Yesterday when we reached the building that houses my father’s drugstore, we sat down on the front steps—long wooden steps that go all the way across the front of the building. Ruth said, “I wish I lived here,” and patted the steps though they are very splintery.

Aunt Sophronia must have heard our voices, because she came to the door and said, “I left my shoes at the shoemaker’s this morning. Please go and get them for me,” and she handed me a little cardboard ticket with a number on it.

“You want to come with me, Ruth?”

“I’ve got to go home. I’m sure my aunt will have things for me to do. Just like your aunt.” She smiled at Aunt Sophronia. I walked partway home with Ruth and then turned back and went up Petticoat Lane toward the shoemaker’s shop. Mr. Bemish, the shoemaker, is a little white man with gray hair. He has a glass eye. This eye is not the same color as his own eye. It is a deeper gray. If I stand too close to him, I get a squeam­ish feeling because one eye moves in its socket and the other eye does not.

Mr. Bemish and I are friends. I am always taking shoes to his shop to be repaired. We do not own a horse and buggy and so we walk a great deal. In fact, there is a family rule that we must walk any distance under three miles. As a result, our shoes are in constant need of repair, the soles and heels have to be replaced, and we always seem to be in need of shoelaces. Quite often I snag the uppers on the bull briars in the woods and then the tears have to be stitched.

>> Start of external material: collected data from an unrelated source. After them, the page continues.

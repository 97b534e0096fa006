//! Event recording
//!
//! Two recorder flavours exist on clusters in the wild: the structured
//! `events.k8s.io` recorder and the legacy core recorder. The scheduler core
//! only speaks the structured [`EventRecorder`] interface; [`RecorderFactory`]
//! hides which one is actually behind it.

mod adapter;
mod broadcaster;
mod factory;

pub use adapter::EventRecorderAdapter;
pub use broadcaster::Broadcaster;
pub use factory::{
    EVENTS_GROUP_VERSION, RecorderFactory, RecorderSelection, SelectionMode,
    resolve_recorder_factory,
};

use crate::error::BoxError;
use async_trait::async_trait;
use chrono::{DateTime, Utc};
use serde::{Deserialize, Serialize};
use std::sync::Arc;
use uuid::Uuid;

#[derive(Debug, thiserror::Error)]
pub enum EventError {
    #[error("Event broadcaster is already recording to its sink")]
    AlreadyRecording,

    #[error("Event sink rejected event: {0}")]
    Sink(#[source] BoxError),
}

#[derive(
    Debug,
    Clone,
    Copy,
    PartialEq,
    Eq,
    Serialize,
    Deserialize,
    strum_macros::Display,
    strum_macros::EnumString,
)]
pub enum EventType {
    Normal,
    Warning,
}

/// Reference to the object an event is about
#[derive(Debug, Clone, Default, PartialEq, Eq, Serialize, Deserialize)]
#[serde(rename_all = "camelCase")]
pub struct ObjectReference {
    pub kind: String,
    #[serde(default, skip_serializing_if = "String::is_empty")]
    pub namespace: String,
    pub name: String,
    #[serde(default, skip_serializing_if = "String::is_empty")]
    pub uid: String,
}

impl ObjectReference {
    pub fn new(
        kind: impl Into<String>,
        namespace: impl Into<String>,
        name: impl Into<String>,
    ) -> Self {
        Self {
            kind: kind.into(),
            namespace: namespace.into(),
            name: name.into(),
            uid: String::new(),
        }
    }
}

/// Component (and optionally host) that emitted an event
#[derive(Debug, Clone, Default, PartialEq, Eq, Serialize, Deserialize)]
pub struct EventSource {
    pub component: String,
    #[serde(default, skip_serializing_if = "String::is_empty")]
    pub host: String,
}

impl EventSource {
    pub fn component(name: impl Into<String>) -> Self {
        Self {
            component: name.into(),
            host: String::new(),
        }
    }
}

/// Structured event as delivered to an [`EventSink`]
#[derive(Debug, Clone, PartialEq, Serialize, Deserialize)]
#[serde(rename_all = "camelCase")]
pub struct Event {
    pub name: String,
    pub event_time: DateTime<Utc>,
    pub reporting_controller: String,
    pub regarding: ObjectReference,
    #[serde(default, skip_serializing_if = "Option::is_none")]
    pub related: Option<ObjectReference>,
    #[serde(rename = "type")]
    pub event_type: EventType,
    pub reason: String,
    pub action: String,
    pub note: String,
}

impl Event {
    pub fn new(
        reporting_controller: impl Into<String>,
        regarding: ObjectReference,
        related: Option<ObjectReference>,
        event_type: EventType,
        reason: impl Into<String>,
        action: impl Into<String>,
        note: impl Into<String>,
    ) -> Self {
        let name = format!("{}.{}", regarding.name, Uuid::new_v4().simple());
        Self {
            name,
            event_time: Utc::now(),
            reporting_controller: reporting_controller.into(),
            regarding,
            related,
            event_type,
            reason: reason.into(),
            action: action.into(),
            note: note.into(),
        }
    }
}

/// Structured recorder used by the scheduler core
pub trait EventRecorder: Send + Sync {
    fn eventf(
        &self,
        regarding: &ObjectReference,
        related: Option<&ObjectReference>,
        event_type: EventType,
        reason: &str,
        action: &str,
        note: &str,
    );
}

/// Legacy core recorder
pub trait LegacyRecorder: Send + Sync {
    fn event(&self, object: &ObjectReference, event_type: EventType, reason: &str, message: &str);
}

/// Broadcaster for the legacy event API, supplied by the caller
pub trait LegacyBroadcaster: Send + Sync {
    fn new_recorder(&self, source: EventSource) -> Arc<dyn LegacyRecorder>;
}

/// Destination for structured events
#[async_trait]
pub trait EventSink: Send + Sync {
    async fn create(&self, event: Event) -> Result<(), BoxError>;
}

When I went to get Aunt Sophronia’s shoes, Mr. Bemish was sitting near the window. It is a big window and he has a very nice view of the street. He had on his leather apron and his eyeglasses. His glasses are small and they have steel rims. He was sewing a shoe and he had a long length of waxed linen thread in his needle. He waxes the thread himself.

I handed him the ticket and he got up from his workbench to get the shoes. I saw that he had separated them from the other shoes. These are Aunt Sophronia’s store shoes. They had been polished so that they shone like patent leather. They lay alone, near the front of the table where he keeps the shoes he has repaired. He leaned toward me and I moved away from him. I did not like being so close to his glass eye.

“The lady who brought these shoes in. Who is she?”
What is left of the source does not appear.